Langit berubah keemasan dan matahari tenggelam di balik pohon mangga. Awan-awan kapas bergerak lambat di atas burung-burung yang sedang beterbangan pulang ke rumahnya. Dimas menikmati pemandangan ini, mengamatinya hingga suhu tubuhnya menurun dan detak jantung pun mulai teratur. 

“Dimas,” panggil Linda Safitri—ibunya, yang keluar dari pintu mengenakan daster hijau berbau bawang. Tampak spatula berhiaskan butiran-butiran nasi di genggamannya. 

“Ya, Bu?” sahut Dimas menoleh ke belakang.

“Kecapnya habis, cepetan belikan Ibu kecap. Ini uangnya,” pinta Linda menyodorkan uang logam seribu rupiah.

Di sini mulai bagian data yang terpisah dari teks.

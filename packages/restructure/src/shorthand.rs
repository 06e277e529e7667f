//! Rebuilds `margin`, `padding` and `border-{color,style,width}` shorthands
//! from their side longhands.
//!
//! Rules are visited right to left. Each family keeps an accumulator per rule
//! identity; the first declaration seen (the cascade winner) becomes the
//! replace target and earlier ones are folded in and later removed. Only
//! accumulators that end up with all four sides set and uniform importance are
//! materialized.

use crate::indexer::Indexer;
use crate::utils::rule_identity;
use csspress_syntax::{
    generate_value_node, walk_rules, Declaration, NodeId, ScopeId, Tree, Value, ValueNode,
    WalkContext,
};
use std::collections::HashMap;
use tracing::{debug, instrument};

const FAMILIES: &[(&str, [&str; 4])] = &[
    (
        "margin",
        ["margin-top", "margin-right", "margin-bottom", "margin-left"],
    ),
    (
        "padding",
        ["padding-top", "padding-right", "padding-bottom", "padding-left"],
    ),
    (
        "border-color",
        [
            "border-top-color",
            "border-right-color",
            "border-bottom-color",
            "border-left-color",
        ],
    ),
    (
        "border-width",
        [
            "border-top-width",
            "border-right-width",
            "border-bottom-width",
            "border-left-width",
        ],
    ),
    (
        "border-style",
        [
            "border-top-style",
            "border-right-style",
            "border-bottom-style",
            "border-left-style",
        ],
    ),
];

const TOP: usize = 0;
const RIGHT: usize = 1;
const BOTTOM: usize = 2;
const LEFT: usize = 3;

const SPECIAL_UNITS: &[&str] = &["rem", "vw", "vh", "vmin", "vmax", "vm"];

/// Family shorthand a property belongs to
fn family_of(property: &str) -> Option<&'static str> {
    FAMILIES
        .iter()
        .find(|(shorthand, sides)| *shorthand == property || sides.contains(&property))
        .map(|(shorthand, _)| *shorthand)
}

/// Side index of a longhand
fn side_of(property: &str) -> Option<usize> {
    FAMILIES
        .iter()
        .find_map(|(_, sides)| sides.iter().position(|side| *side == property))
}

#[derive(Debug, Clone, PartialEq)]
struct SideValue {
    node: ValueNode,
    special: Option<String>,
    important: bool,
}

/// Four-side accumulator for one shorthand family
#[derive(Debug, Clone)]
struct Trbl {
    name: &'static str,
    hack: Option<String>,
    sides: [Option<SideValue>; 4],
}

impl Trbl {
    fn new(name: &'static str) -> Self {
        Self {
            name,
            hack: None,
            sides: [None, None, None, None],
        }
    }

    /// Foldable values of a declaration, or `None` when the value can't be folded
    fn value_sequence(&mut self, declaration: &Declaration, limit: usize) -> Option<Vec<SideValue>> {
        let Value::Tokens(nodes) = &declaration.value else {
            return None;
        };

        let mut values = Vec::new();
        let mut hack = String::new();

        for node in nodes {
            let special = match node {
                ValueNode::WhiteSpace => continue,
                ValueNode::Identifier { name } => match name.as_str() {
                    "\\0" | "\\9" => {
                        hack = name.clone();
                        continue;
                    }
                    "inherit" | "initial" | "unset" | "revert" => Some(name.clone()),
                    _ => None,
                },
                ValueNode::Dimension { unit, .. } => SPECIAL_UNITS
                    .contains(&unit.as_str())
                    .then(|| unit.clone()),
                ValueNode::Number { .. } | ValueNode::Percentage { .. } | ValueNode::HexColor { .. } => {
                    None
                }
                ValueNode::Function { name, .. } => {
                    if name.eq_ignore_ascii_case("var") {
                        return None;
                    }
                    Some(name.clone())
                }
                _ => return None,
            };

            values.push(SideValue {
                node: node.clone(),
                special,
                important: declaration.important,
            });
        }

        if values.len() > limit {
            return None;
        }
        if let Some(existing) = &self.hack {
            if *existing != hack {
                return None;
            }
        }
        self.hack = Some(hack);

        Some(values)
    }

    fn can_override(&self, side: usize, value: &SideValue) -> bool {
        match &self.sides[side] {
            None => true,
            Some(current) => value.important && !current.important,
        }
    }

    fn specials_match(&self, value: &SideValue) -> bool {
        self.sides
            .iter()
            .flatten()
            .all(|side| side.special == value.special)
    }

    /// Fold a declaration of this family in; `false` when it doesn't fit
    fn add(&mut self, property: &str, declaration: &Declaration) -> bool {
        if let Some(side) = side_of(property) {
            let Some(values) = self.value_sequence(declaration, 1) else {
                return false;
            };
            let Some(value) = values.into_iter().next() else {
                return false;
            };
            if !self.specials_match(&value) {
                return false;
            }
            if self.can_override(side, &value) {
                self.sides[side] = Some(value);
            }
            return true;
        }

        if property != self.name {
            return false;
        }

        let Some(mut values) = self.value_sequence(declaration, 4) else {
            return false;
        };
        match values.len() {
            0 => return false,
            1 => {
                let value = values[TOP].clone();
                values.extend([value.clone(), value.clone(), value]);
            }
            2 => {
                values.push(values[TOP].clone());
                values.push(values[RIGHT].clone());
            }
            3 => values.push(values[RIGHT].clone()),
            _ => {}
        }

        if !values.iter().all(|value| self.specials_match(value)) {
            return false;
        }
        for (side, value) in values.into_iter().enumerate() {
            if self.can_override(side, &value) {
                self.sides[side] = Some(value);
            }
        }
        true
    }

    fn is_ok_to_minimize(&self) -> bool {
        let important = self
            .sides
            .iter()
            .flatten()
            .filter(|side| side.important)
            .count();
        self.sides.iter().all(Option::is_some) && (important == 0 || important == 4)
    }

    /// Shortest shorthand value for the four sides
    fn value(&self) -> Option<Value> {
        let sides: Vec<&SideValue> = self.sides.iter().flatten().collect();
        if sides.len() != 4 {
            return None;
        }

        let text: Vec<String> = sides.iter().map(|side| generate_value_node(&side.node)).collect();
        let mut count = 4;
        if text[LEFT] == text[RIGHT] {
            count = 3;
            if text[BOTTOM] == text[TOP] {
                count = 2;
                if text[RIGHT] == text[TOP] {
                    count = 1;
                }
            }
        }

        let mut nodes = Vec::new();
        for (index, side) in sides.iter().take(count).enumerate() {
            if index > 0 {
                nodes.push(ValueNode::WhiteSpace);
            }
            nodes.push(side.node.clone());
        }
        if let Some(hack) = self.hack.as_deref().filter(|hack| !hack.is_empty()) {
            nodes.push(ValueNode::WhiteSpace);
            nodes.push(ValueNode::ident(hack));
        }

        Some(Value::Tokens(nodes))
    }

    fn declaration(&self) -> Option<Declaration> {
        let value = self.value()?;
        let important = self.sides[TOP].as_ref()?.important;
        Some(Declaration::new(self.name, value, important))
    }
}

#[derive(Debug, Clone, Copy, PartialEq, Eq)]
enum Operation {
    Replace,
    Remove,
}

#[derive(Debug)]
struct Pending {
    operation: Operation,
    declaration: NodeId,
    shorthand: usize,
}

#[derive(Default)]
struct ScopeState {
    last_selector: Option<String>,
    rules: HashMap<String, HashMap<&'static str, usize>>,
}

#[derive(Default)]
struct ShorthandPass {
    shorthands: Vec<Trbl>,
    pending: Vec<Pending>,
    scopes: HashMap<ScopeId, ScopeState>,
}

impl ShorthandPass {
    fn process_rule(&mut self, tree: &mut Tree, ctx: WalkContext) {
        let Some(rule) = tree.rule(ctx.item) else {
            return;
        };
        let block = rule.block;
        let identity = rule_identity(rule);
        let selector = rule
            .prelude
            .first()
            .map(|selector| selector.id.clone())
            .unwrap_or_default();

        let state = self.scopes.entry(ctx.scope).or_default();
        let mut last = state.last_selector.take();
        let families = state.rules.entry(identity).or_default();
        let shorthands = &mut self.shorthands;
        let pending = &mut self.pending;

        tree.for_each_child(block, true, |tree, item| {
            let Some(declaration) = tree.declaration(item) else {
                return;
            };
            let property = declaration.property.as_str();
            let Some(family) = family_of(property) else {
                return;
            };

            let mut reused = None;
            if last.is_none() || last.as_deref() == Some(selector.as_str()) {
                if let Some(&index) = families.get(family) {
                    if shorthands[index].add(property, declaration) {
                        reused = Some(index);
                    }
                }
            }

            let (operation, index) = match reused {
                Some(index) => (Operation::Remove, index),
                None => {
                    let mut shorthand = Trbl::new(family);
                    if !shorthand.add(property, declaration) {
                        last = None;
                        return;
                    }
                    shorthands.push(shorthand);
                    (Operation::Replace, shorthands.len() - 1)
                }
            };

            families.insert(family, index);
            pending.push(Pending {
                operation,
                declaration: item,
                shorthand: index,
            });
            last = Some(selector.clone());
        });

        state.last_selector = last;
    }

    fn apply(self, tree: &mut Tree, indexer: &mut Indexer) -> (usize, usize) {
        let mut replaced = 0;
        let mut removed = 0;

        for pending in &self.pending {
            let shorthand = &self.shorthands[pending.shorthand];
            if !shorthand.is_ok_to_minimize() {
                continue;
            }

            match pending.operation {
                Operation::Replace => {
                    let Some(declaration) = shorthand.declaration() else {
                        continue;
                    };
                    if let Some(target) = tree.declaration_mut(pending.declaration) {
                        *target = declaration;
                        indexer.mark_declaration(target);
                        replaced += 1;
                    }
                }
                Operation::Remove => {
                    tree.detach(pending.declaration);
                    removed += 1;
                }
            }
        }

        (replaced, removed)
    }
}

/// Collapse side longhands into family shorthands where all four sides are known
#[instrument(skip(tree, indexer))]
pub fn restructure_shorthands(tree: &mut Tree, indexer: &mut Indexer) {
    let mut pass = ShorthandPass::default();
    walk_rules(tree, true, |tree, ctx| pass.process_rule(tree, ctx));
    let (replaced, removed) = pass.apply(tree, indexer);
    debug!(replaced, removed, "Shorthands rebuilt");
}

#[cfg(test)]
mod tests {
    use super::*;
    use crate::options::RestructureOptions;
    use csspress_syntax::{parse, serialize};

    fn run(source: &str) -> String {
        let mut tree = parse(source).unwrap();
        let mut indexer = Indexer::new(&RestructureOptions::default()).unwrap();
        indexer.run(&mut tree).unwrap();
        restructure_shorthands(&mut tree, &mut indexer);
        serialize(&tree)
    }

    #[test]
    fn test_four_sides_collapse() {
        assert_eq!(
            run(".a{margin-top:1px;margin-right:2px;margin-bottom:3px;margin-left:4px}"),
            ".a{margin:1px 2px 3px 4px}"
        );
    }

    #[test]
    fn test_side_elision() {
        assert_eq!(
            run(".a{padding-top:0;padding-right:0;padding-bottom:0;padding-left:0}"),
            ".a{padding:0}"
        );
        assert_eq!(
            run(".a{margin-top:1px;margin-right:2px;margin-bottom:1px;margin-left:2px}"),
            ".a{margin:1px 2px}"
        );
        assert_eq!(
            run(".a{margin-top:1px;margin-right:2px;margin-bottom:3px;margin-left:2px}"),
            ".a{margin:1px 2px 3px}"
        );
    }

    #[test]
    fn test_shorthand_overridden_by_later_side() {
        assert_eq!(run(".a{margin:0;margin-left:5px}"), ".a{margin:0 0 0 5px}");
    }

    #[test]
    fn test_incomplete_sides_are_left_alone() {
        assert_eq!(
            run(".a{margin-top:1px;margin-left:2px}"),
            ".a{margin-top:1px;margin-left:2px}"
        );
    }

    #[test]
    fn test_mixed_importance_is_left_alone() {
        let source = ".a{margin-top:1px!important;margin-right:2px;margin-bottom:3px;margin-left:4px}";
        assert_eq!(run(source), source);
    }

    #[test]
    fn test_special_values_do_not_mix() {
        let source = ".a{margin:0;margin-left:1rem}";
        assert_eq!(run(source), source);

        let source = ".a{margin:0;margin-left:var(--x)}";
        assert_eq!(run(source), source);
    }

    #[test]
    fn test_split_rules_with_same_selector() {
        assert_eq!(
            run(".a{margin-top:1px;margin-right:1px}.a{margin-bottom:1px;margin-left:1px}"),
            ".a{}.a{margin:1px}"
        );
    }

    #[test]
    fn test_intervening_selector_breaks_the_chain() {
        let source = ".a{margin-top:1px;margin-right:1px}.b{margin-top:0}.a{margin-bottom:1px;margin-left:1px}";
        assert_eq!(run(source), source);
    }

    #[test]
    fn test_hack_suffix_is_kept() {
        assert_eq!(
            run(".a{margin-top:1px \\9;margin-right:1px \\9;margin-bottom:1px \\9;margin-left:1px \\9}"),
            ".a{margin:1px \\9}"
        );
    }

    #[test]
    fn test_family_lookup() {
        assert_eq!(family_of("border-top-color"), Some("border-color"));
        assert_eq!(family_of("padding"), Some("padding"));
        assert_eq!(family_of("border-top"), None);
        assert_eq!(side_of("margin-left"), Some(LEFT));
    }
}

Dimas menerimanya, kemudian berdiri dan keluar dari pagar rumah tanpa mengenakan sepatu. Ia berlari lagi melewati sembilan rumah dan sampai di warung. Dimas berhenti, tiba-tiba kedua matanya membelalak lebar-lebar ketika melihat asap hitam yang membumbung tinggi di sebelah Utara. Astaga, batinnya. Papa! Dimas mengurungkan niatnya untuk memanggil pemilik warung, ia justru meninggalkan warung dan berlari ke utara—jantungnya kembali berdegub kencang. Cowok itu berlari lebih kencang dari ketika ia joging, kekhawatiran membuatnya berpikir yang tidak-tidak tentang keselamatan ayahnya.

***


Dari Hitam Putih Liana Casandra: Pengakuan Darto Winarto yang Dikutip dari Surat Kabar Jakarta Baru, hal. 29:

Saya memang sudah mendapat dua kali laporan mengenai anak baru yang merokok di jam kerja. Namun, saya belum sempat menemui yang bersangkutan untuk menegurnya karena pekerjaan yang menumpuk. Hal ini terus menghantui hari-hari saya, membuat saya menyesali setiap detik yang saya kerjakan di hari mengenaskan itu.”

***


Satu jam sebelum kematiannya, Edi telah menumpuk meja-meja walnut di dekat pintu ruang produksi. Kemudian ia mendapat tugas lain untuk mengantarkan sebuah lemari ke Departemen Packing, Darto membantunya.

“Jadi, hari Minggu jadi main ke rumah saya sama Liana, Pak?” tutur Darto yang berada di belakang Edi, ia memegangi Lemari untuk menjaga keseimbangannya.

“Iya, Pak. Liana mau, kok.”

“Syukurlah, nanti saya minta Linda masakin sayur asem sama ikan goreng.”

“Ya, ampun, Pak. Nggak usah repot-repot.”